*Records provided:*

• • • • • • •

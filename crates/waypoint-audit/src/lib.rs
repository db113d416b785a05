// lib.rs — waypoint-audit: on-disk audit trail for goal graphs.

//! Append-only JSONL audit trail for Waypoint.
//!
//! Two ways to get a trail on disk:
//!
//! - [`JsonlSink`], an observer registered on the graph that streams
//!   every event to the file as it happens;
//! - [`AuditLog::export_graph`], which dumps the accumulated trail
//!   (per-goal audit entries merged with the graph event stream, in
//!   timestamp order) after the fact.
//!
//! ```rust,no_run
//! use waypoint_audit::AuditLog;
//! use waypoint_graph::GoalGraph;
//!
//! # fn demo(graph: &GoalGraph) -> Result<(), waypoint_audit::AuditError> {
//! let mut log = AuditLog::open("/tmp/waypoint-audit.jsonl")?;
//! let written = log.export_graph(graph)?;
//! println!("wrote {written} records");
//! # Ok(())
//! # }
//! ```

pub mod error;
pub mod log;
pub mod sink;

pub use error::AuditError;
pub use log::{AuditLog, AuditRecord};
pub use sink::JsonlSink;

• • • • • • •

Transcribe exactly, and only, the lines from the one with "trail for Waypoint." through the last line of the data.

*Output of the exercise:*
//! Append-only JSONL audit trail for Waypoint.
//!
//! Two ways to get a trail on disk:
//!
//! - [`JsonlSink`], an observer registered on the graph that streams
//!   every event to the file as it happens;
//! - [`AuditLog::export_graph`], which dumps the accumulated trail
//!   (per-goal audit entries merged with the graph event stream, in
//!   timestamp order) after the fact.
//!
//! ```rust,no_run
//! use waypoint_audit::AuditLog;
//! use waypoint_graph::GoalGraph;
//!
//! # fn demo(graph: &GoalGraph) -> Result<(), waypoint_audit::AuditError> {
//! let mut log = AuditLog::open("/tmp/waypoint-audit.jsonl")?;
//! let written = log.export_graph(graph)?;
//! println!("wrote {written} records");
//! # Ok(())
//! # }
//! ```

pub mod error;
pub mod log;
pub mod sink;

pub use error::AuditError;
pub use log::{AuditLog, AuditRecord};
pub use sink::JsonlSink;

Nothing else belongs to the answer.